__Exercise objective__
From the entries below, work out the number of lines that hold the word "expire", and give that number alone.

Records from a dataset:
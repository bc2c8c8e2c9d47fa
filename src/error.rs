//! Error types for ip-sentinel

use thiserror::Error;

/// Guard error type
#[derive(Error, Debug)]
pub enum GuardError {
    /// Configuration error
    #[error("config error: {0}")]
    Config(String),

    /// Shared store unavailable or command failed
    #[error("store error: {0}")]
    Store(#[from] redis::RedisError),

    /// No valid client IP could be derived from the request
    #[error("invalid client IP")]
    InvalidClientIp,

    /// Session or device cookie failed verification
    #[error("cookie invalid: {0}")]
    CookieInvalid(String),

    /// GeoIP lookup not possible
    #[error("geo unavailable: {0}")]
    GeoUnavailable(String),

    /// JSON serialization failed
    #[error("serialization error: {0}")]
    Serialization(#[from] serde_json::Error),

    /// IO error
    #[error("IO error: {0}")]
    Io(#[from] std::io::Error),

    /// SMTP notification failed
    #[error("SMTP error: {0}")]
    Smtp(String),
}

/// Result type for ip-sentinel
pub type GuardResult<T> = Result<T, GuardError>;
---
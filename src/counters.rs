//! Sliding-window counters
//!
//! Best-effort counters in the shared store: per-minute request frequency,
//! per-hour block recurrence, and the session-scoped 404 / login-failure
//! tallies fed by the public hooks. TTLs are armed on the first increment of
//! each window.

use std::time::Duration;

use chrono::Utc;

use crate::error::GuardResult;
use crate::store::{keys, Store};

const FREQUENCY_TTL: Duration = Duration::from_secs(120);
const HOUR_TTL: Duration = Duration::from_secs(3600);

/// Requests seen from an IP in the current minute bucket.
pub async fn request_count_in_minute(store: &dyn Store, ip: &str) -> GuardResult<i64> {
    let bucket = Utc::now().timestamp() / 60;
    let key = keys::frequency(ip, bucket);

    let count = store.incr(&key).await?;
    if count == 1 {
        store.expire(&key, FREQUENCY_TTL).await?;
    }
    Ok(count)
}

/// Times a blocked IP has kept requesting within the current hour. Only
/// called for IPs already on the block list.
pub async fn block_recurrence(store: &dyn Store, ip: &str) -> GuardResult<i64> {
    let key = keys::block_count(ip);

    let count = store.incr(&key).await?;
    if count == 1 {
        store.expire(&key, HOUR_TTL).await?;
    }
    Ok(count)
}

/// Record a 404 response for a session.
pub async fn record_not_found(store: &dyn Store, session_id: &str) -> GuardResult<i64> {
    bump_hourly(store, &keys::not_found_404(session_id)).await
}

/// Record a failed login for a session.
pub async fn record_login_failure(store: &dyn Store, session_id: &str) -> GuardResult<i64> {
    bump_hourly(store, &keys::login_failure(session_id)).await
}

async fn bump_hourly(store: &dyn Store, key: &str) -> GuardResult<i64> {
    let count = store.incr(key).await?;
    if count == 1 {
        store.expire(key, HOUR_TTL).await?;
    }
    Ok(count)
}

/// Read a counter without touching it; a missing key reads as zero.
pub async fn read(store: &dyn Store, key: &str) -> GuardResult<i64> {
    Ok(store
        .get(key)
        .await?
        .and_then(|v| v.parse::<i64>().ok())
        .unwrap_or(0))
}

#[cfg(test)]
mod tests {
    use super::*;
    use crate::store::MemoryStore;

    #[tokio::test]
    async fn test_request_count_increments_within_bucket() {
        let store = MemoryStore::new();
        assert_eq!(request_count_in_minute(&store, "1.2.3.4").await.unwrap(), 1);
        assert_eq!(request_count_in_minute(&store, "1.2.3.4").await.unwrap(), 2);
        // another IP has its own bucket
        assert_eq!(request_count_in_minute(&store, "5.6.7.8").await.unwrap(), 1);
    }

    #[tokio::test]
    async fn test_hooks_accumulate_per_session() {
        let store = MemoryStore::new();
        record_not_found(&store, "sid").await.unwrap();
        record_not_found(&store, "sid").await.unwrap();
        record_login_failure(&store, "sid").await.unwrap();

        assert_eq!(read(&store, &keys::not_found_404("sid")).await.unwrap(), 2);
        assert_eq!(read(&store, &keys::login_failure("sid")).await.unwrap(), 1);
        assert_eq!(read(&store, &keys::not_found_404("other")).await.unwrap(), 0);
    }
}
* * *
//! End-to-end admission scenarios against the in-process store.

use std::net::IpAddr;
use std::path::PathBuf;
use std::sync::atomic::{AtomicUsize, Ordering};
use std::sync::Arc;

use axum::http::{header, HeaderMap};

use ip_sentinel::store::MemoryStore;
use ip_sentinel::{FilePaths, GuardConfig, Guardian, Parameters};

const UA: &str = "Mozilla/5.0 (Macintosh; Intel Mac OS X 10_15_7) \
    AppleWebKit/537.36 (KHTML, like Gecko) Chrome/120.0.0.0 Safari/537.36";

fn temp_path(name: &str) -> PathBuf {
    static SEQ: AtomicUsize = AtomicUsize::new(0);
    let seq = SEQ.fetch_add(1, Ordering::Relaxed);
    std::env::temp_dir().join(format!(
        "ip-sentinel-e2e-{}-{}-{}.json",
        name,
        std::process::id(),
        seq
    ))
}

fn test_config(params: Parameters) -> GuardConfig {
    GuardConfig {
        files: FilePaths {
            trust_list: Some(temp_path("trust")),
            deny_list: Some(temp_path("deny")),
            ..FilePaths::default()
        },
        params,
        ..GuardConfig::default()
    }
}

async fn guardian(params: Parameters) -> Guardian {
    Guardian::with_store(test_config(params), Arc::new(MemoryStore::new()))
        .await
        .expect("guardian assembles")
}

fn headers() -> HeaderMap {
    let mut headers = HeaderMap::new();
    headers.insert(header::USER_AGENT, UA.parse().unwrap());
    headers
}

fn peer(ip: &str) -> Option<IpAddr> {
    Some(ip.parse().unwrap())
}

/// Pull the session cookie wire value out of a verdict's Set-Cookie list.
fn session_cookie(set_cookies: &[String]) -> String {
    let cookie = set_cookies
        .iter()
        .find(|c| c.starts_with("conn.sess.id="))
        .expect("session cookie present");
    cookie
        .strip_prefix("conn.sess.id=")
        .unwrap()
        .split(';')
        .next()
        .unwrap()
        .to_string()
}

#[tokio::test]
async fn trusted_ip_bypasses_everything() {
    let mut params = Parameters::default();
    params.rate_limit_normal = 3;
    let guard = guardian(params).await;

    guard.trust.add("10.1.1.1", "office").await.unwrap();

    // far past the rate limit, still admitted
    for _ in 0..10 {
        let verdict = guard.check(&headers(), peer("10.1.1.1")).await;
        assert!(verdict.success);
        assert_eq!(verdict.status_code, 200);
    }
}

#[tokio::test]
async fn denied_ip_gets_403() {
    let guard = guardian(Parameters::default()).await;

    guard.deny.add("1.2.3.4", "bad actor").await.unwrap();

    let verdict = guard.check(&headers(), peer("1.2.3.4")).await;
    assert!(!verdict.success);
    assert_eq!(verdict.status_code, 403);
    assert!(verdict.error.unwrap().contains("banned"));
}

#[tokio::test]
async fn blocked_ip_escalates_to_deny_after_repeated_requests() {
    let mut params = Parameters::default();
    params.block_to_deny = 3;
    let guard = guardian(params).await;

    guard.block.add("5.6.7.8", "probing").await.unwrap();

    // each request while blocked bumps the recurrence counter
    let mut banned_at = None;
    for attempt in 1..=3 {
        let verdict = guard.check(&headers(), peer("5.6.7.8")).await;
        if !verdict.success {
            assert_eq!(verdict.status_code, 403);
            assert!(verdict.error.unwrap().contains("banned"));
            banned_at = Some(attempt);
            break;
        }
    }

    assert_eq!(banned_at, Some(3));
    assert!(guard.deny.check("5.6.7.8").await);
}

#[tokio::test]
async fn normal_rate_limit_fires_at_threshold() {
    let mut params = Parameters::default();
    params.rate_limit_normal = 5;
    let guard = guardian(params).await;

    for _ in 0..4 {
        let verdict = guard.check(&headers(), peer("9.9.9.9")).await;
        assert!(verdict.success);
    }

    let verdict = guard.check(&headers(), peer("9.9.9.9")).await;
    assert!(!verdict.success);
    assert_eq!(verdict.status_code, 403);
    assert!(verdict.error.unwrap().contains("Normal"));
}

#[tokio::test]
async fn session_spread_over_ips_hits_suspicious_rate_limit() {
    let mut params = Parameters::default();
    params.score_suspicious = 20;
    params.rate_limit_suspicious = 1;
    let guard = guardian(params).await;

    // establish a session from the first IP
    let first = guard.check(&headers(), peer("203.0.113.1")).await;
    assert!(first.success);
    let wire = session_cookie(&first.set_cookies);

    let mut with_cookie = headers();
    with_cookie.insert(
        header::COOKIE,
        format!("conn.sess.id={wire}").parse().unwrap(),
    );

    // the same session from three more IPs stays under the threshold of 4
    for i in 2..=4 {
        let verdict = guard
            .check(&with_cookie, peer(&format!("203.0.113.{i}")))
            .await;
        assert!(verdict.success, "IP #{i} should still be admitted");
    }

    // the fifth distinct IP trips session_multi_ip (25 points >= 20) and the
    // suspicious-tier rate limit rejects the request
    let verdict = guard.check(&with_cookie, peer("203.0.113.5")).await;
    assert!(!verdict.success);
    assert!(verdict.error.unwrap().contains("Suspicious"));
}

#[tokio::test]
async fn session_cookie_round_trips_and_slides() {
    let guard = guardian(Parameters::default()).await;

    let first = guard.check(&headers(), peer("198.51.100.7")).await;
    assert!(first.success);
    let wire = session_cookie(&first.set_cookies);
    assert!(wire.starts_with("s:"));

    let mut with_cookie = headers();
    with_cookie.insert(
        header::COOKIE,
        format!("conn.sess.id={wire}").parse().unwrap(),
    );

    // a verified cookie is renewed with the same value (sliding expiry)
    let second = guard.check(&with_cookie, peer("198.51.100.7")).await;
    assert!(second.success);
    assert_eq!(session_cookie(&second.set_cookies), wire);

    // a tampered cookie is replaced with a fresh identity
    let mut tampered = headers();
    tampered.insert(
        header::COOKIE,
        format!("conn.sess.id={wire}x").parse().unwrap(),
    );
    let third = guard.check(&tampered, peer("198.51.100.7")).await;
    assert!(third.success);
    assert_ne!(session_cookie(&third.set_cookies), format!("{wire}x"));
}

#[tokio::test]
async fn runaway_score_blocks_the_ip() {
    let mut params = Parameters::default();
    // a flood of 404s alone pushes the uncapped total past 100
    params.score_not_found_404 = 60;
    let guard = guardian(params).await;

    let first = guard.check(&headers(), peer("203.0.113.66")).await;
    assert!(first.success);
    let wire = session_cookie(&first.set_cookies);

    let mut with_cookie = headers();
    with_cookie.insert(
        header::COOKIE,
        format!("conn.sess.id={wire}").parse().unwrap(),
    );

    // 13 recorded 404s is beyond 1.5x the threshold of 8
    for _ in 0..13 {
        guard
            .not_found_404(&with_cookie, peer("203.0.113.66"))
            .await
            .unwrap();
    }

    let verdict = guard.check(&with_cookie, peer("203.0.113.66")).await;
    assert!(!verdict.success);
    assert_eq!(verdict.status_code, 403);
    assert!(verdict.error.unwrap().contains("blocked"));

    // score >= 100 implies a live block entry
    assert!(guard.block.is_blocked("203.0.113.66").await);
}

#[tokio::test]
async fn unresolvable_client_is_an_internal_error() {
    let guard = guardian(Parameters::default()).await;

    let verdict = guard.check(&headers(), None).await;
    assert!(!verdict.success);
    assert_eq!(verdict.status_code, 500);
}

__The answer__
3